Increased energy demand Hotter summers in the UK will drive up the energy demand in summer, as air conditioning and fans are used more frequently. The same will be true of central heating in winter, as more extreme, cold winters occur. Learn more about Met Office contributions to the energy industry
Changes in seasonality In response to warmer spring temperatures, many flowers bloom earlier, birds have been found to migrate earlier, and hibernating mammals exit hibernation earlier. This has a huge range of consequences for other species, and can change entire ecosystems.
Heat stress High night-time temperatures and increased humidity can cause heat-related illness, as the body is unable to cool itself. As temperatures increase, severe heatwaves such as that in the summer of 2018 become more common, and expected deaths due to heat exposure are expected to rise. Learn about Met Office contributions to the Department of Work and Pensions for improving social welfare, including the provision of air conditioning to combat heat stress
Increased forest mortality risk of fires A combination of drier land and warmer temperatures means that wildfires are both more common, and spread more easily. Rising temperatures could also increase the severity of insect outbreaks, and the abundance of invasive plant species.
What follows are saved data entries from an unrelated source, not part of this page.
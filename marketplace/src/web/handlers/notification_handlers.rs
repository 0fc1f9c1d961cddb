// marketplace/src/web/handlers/notification_handlers.rs

use actix_web::{web, HttpResponse};
use serde_json::json;
use tracing::instrument;
use uuid::Uuid;

use crate::errors::AppError;
use crate::services::accounts;
use crate::services::notifications::{self, Broadcast};
use crate::state::AppState;
use crate::web::auth::AuthenticatedUser;

#[instrument(name = "handler::list_notifications", skip(app_state), fields(user_id = %auth_user.user_id))]
pub async fn list_notifications_handler(
  app_state: web::Data<AppState>,
  auth_user: AuthenticatedUser,
) -> Result<HttpResponse, AppError> {
  let actor = accounts::load_actor(app_state.store.as_ref(), auth_user.user_id).await?;
  let notifications = notifications::list_for(app_state.store.as_ref(), &actor).await?;
  let unread = notifications.iter().filter(|n| !n.is_read).count();
  Ok(HttpResponse::Ok().json(json!({
      "notifications": notifications,
      "unread": unread
  })))
}

#[instrument(name = "handler::broadcast_notification", skip(app_state, payload), fields(user_id = %auth_user.user_id))]
pub async fn broadcast_handler(
  app_state: web::Data<AppState>,
  payload: web::Json<Broadcast>,
  auth_user: AuthenticatedUser,
) -> Result<HttpResponse, AppError> {
  let actor = accounts::load_actor(app_state.store.as_ref(), auth_user.user_id).await?;
  let notification = notifications::broadcast(app_state.store.as_ref(), &actor, payload.into_inner()).await?;
  Ok(HttpResponse::Created().json(json!({ "notification": notification })))
}

#[instrument(name = "handler::mark_notification_read", skip(app_state, path), fields(user_id = %auth_user.user_id))]
pub async fn mark_read_handler(
  app_state: web::Data<AppState>,
  path: web::Path<Uuid>,
  auth_user: AuthenticatedUser,
) -> Result<HttpResponse, AppError> {
  let actor = accounts::load_actor(app_state.store.as_ref(), auth_user.user_id).await?;
  let notification = notifications::mark_read(app_state.store.as_ref(), &actor, path.into_inner()).await?;
  Ok(HttpResponse::Ok().json(json!({ "notification": notification })))
}
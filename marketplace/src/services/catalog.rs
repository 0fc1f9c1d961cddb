// marketplace/src/services/catalog.rs

use crate::errors::{AppError, Result as AppResult};
use crate::models::{Actor, ApprovalStatus, Product, Recipient, Role};
use crate::services::notifications;
use crate::store::Store;
use chrono::{DateTime, Utc};
use serde::Deserialize;
use tracing::{info, instrument};
use uuid::Uuid;

#[derive(Debug, Clone, Default, Deserialize)]
pub struct ProductDraft {
  pub name: String,
  #[serde(default)]
  pub description: String,
  pub price_cents: i64,
  pub stock: i64,
  #[serde(default)]
  pub is_active: Option<bool>,
  #[serde(default)]
  pub discount_percent: Option<i32>,
  #[serde(default)]
  pub discount_price_cents: Option<i64>,
  #[serde(default)]
  pub discount_start: Option<DateTime<Utc>>,
  #[serde(default)]
  pub discount_end: Option<DateTime<Utc>>,
}

/// Partial edit. Discount fields replace the whole discount window when any
/// of them is given; `clear_discount` drops it.
#[derive(Debug, Clone, Default, Deserialize)]
pub struct ProductPatch {
  pub name: Option<String>,
  pub description: Option<String>,
  pub price_cents: Option<i64>,
  pub stock: Option<i64>,
  pub is_active: Option<bool>,
  pub discount_percent: Option<i32>,
  pub discount_price_cents: Option<i64>,
  pub discount_start: Option<DateTime<Utc>>,
  pub discount_end: Option<DateTime<Utc>>,
  #[serde(default)]
  pub clear_discount: bool,
}

impl ProductPatch {
  fn touches_discount(&self) -> bool {
    self.discount_percent.is_some()
      || self.discount_price_cents.is_some()
      || self.discount_start.is_some()
      || self.discount_end.is_some()
  }
}

#[derive(Debug, Clone, Copy, PartialEq, Eq, Deserialize)]
#[serde(rename_all = "lowercase")]
pub enum ApprovalDecision {
  Approve,
  Reject,
}

fn has_discount(p: &Product) -> bool {
  p.discount_percent.is_some() || p.discount_price_cents.is_some() || p.discount_start.is_some() || p.discount_end.is_some()
}

fn validate(p: &Product) -> AppResult<()> {
  if p.name.trim().is_empty() {
    return Err(AppError::Validation("Product name must not be empty.".to_string()));
  }
  if p.price_cents < 0 {
    return Err(AppError::Validation("Price must not be negative.".to_string()));
  }
  if p.stock < 0 {
    return Err(AppError::Validation("Stock must not be negative.".to_string()));
  }
  if has_discount(p) && !p.discount_is_valid() {
    return Err(AppError::Validation(
      "Discount needs a start and end date and either a percent between 1 and 100 or a price below the list price."
        .to_string(),
    ));
  }
  Ok(())
}

#[instrument(name = "catalog::create_product", skip(store, draft), fields(actor = %actor.user_id), err)]
pub async fn create_product(store: &dyn Store, actor: &Actor, draft: ProductDraft) -> AppResult<Product> {
  let seller_id = actor
    .seller_id
    .ok_or_else(|| AppError::Permission("Only sellers can create products.".to_string()))?;

  let now = Utc::now();
  let product = Product {
    id: Uuid::new_v4(),
    seller_id,
    name: draft.name.trim().to_string(),
    description: draft.description,
    price_cents: draft.price_cents,
    stock: draft.stock,
    approval_status: ApprovalStatus::Pending,
    is_active: draft.is_active.unwrap_or(true),
    discount_percent: draft.discount_percent,
    discount_price_cents: draft.discount_price_cents,
    discount_start: draft.discount_start,
    discount_end: draft.discount_end,
    average_rating: 0.0,
    review_count: 0,
    created_at: now,
    updated_at: now,
  };
  validate(&product)?;

  let mut tx = store.begin().await?;
  tx.insert_product(&product).await?;
  notifications::create(
    tx.as_mut(),
    Recipient::Role(Role::Admin),
    "Product awaiting approval",
    format!("'{}' was submitted and needs review.", product.name),
    Some(format!("/products/{}", product.id)),
  )
  .await?;
  tx.commit().await?;
  info!(product_id = %product.id, "Product created, pending approval.");
  Ok(product)
}

/// Owner-only edit. Any change sends the product back to review.
#[instrument(name = "catalog::update_product", skip(store, patch), fields(actor = %actor.user_id), err)]
pub async fn update_product(
  store: &dyn Store,
  actor: &Actor,
  product_id: Uuid,
  patch: ProductPatch,
) -> AppResult<Product> {
  let mut tx = store.begin().await?;
  let mut product = tx
    .get_product(product_id)
    .await?
    .ok_or_else(|| AppError::NotFound(format!("Product with ID {} not found.", product_id)))?;
  if !actor.is_seller(product.seller_id) {
    return Err(AppError::Permission("Only the owning seller can edit this product.".to_string()));
  }

  if let Some(name) = &patch.name {
    product.name = name.trim().to_string();
  }
  if let Some(description) = &patch.description {
    product.description = description.clone();
  }
  if let Some(price) = patch.price_cents {
    product.price_cents = price;
  }
  if let Some(stock) = patch.stock {
    product.stock = stock;
  }
  if let Some(active) = patch.is_active {
    product.is_active = active;
  }
  if patch.clear_discount {
    product.discount_percent = None;
    product.discount_price_cents = None;
    product.discount_start = None;
    product.discount_end = None;
  } else if patch.touches_discount() {
    product.discount_percent = patch.discount_percent;
    product.discount_price_cents = patch.discount_price_cents;
    product.discount_start = patch.discount_start;
    product.discount_end = patch.discount_end;
  }
  product.approval_status = ApprovalStatus::Pending;
  product.updated_at = Utc::now();
  validate(&product)?;

  tx.update_product(&product).await?;
  tx.commit().await?;
  info!(product_id = %product.id, "Product updated, approval reset to pending.");
  Ok(product)
}

#[instrument(name = "catalog::review_product", skip(store), fields(actor = %actor.user_id), err)]
pub async fn review_product(
  store: &dyn Store,
  actor: &Actor,
  product_id: Uuid,
  decision: ApprovalDecision,
) -> AppResult<Product> {
  if !actor.is_admin() {
    return Err(AppError::Permission("Only admins can approve or reject products.".to_string()));
  }
  let mut tx = store.begin().await?;
  let mut product = tx
    .get_product(product_id)
    .await?
    .ok_or_else(|| AppError::NotFound(format!("Product with ID {} not found.", product_id)))?;

  product.approval_status = match decision {
    ApprovalDecision::Approve => ApprovalStatus::Approved,
    ApprovalDecision::Reject => ApprovalStatus::Rejected,
  };
  product.updated_at = Utc::now();
  tx.update_product(&product).await?;

  if let Some(seller) = tx.get_seller(product.seller_id).await? {
    let verdict = match decision {
      ApprovalDecision::Approve => "approved",
      ApprovalDecision::Reject => "rejected",
    };
    notifications::create(
      tx.as_mut(),
      Recipient::User(seller.user_id),
      format!("Product {}", verdict),
      format!("'{}' was {}.", product.name, verdict),
      Some(format!("/seller/products/{}", product.id)),
    )
    .await?;
  }
  tx.commit().await?;
  info!(product_id = %product.id, ?decision, "Product reviewed.");
  Ok(product)
}

/// Unlisted products are only visible to their seller and to admins.
pub async fn get_product(store: &dyn Store, viewer: Option<&Actor>, product_id: Uuid) -> AppResult<Product> {
  let mut tx = store.begin().await?;
  let product = tx
    .get_product(product_id)
    .await?
    .filter(|p| p.is_purchasable() || viewer.map_or(false, |a| a.is_admin() || a.is_seller(p.seller_id)))
    .ok_or_else(|| AppError::NotFound(format!("Product with ID {} not found.", product_id)))?;
  Ok(product)
}

pub async fn list_public(store: &dyn Store) -> AppResult<Vec<Product>> {
  let mut tx = store.begin().await?;
  tx.list_public_products().await
}

pub async fn list_for_seller(store: &dyn Store, actor: &Actor) -> AppResult<Vec<Product>> {
  let seller_id = actor
    .seller_id
    .ok_or_else(|| AppError::Permission("Only sellers have a product list.".to_string()))?;
  let mut tx = store.begin().await?;
  tx.products_by_seller(seller_id).await
}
Damage to infrastructure Extreme weather events such as floods can cause damage to infrastructure. Learn more about Met Office contributions to the rail and road industries in mitigating aginst the impacts of climate change
Conflict and climate migrants Climate change is a stress multiplier, contributing to a scarcity of resources and decrease in standard of living that can drive people to migration or conflict. Displaced climate migrants from developing countries may turn to developed nations, such as the UK.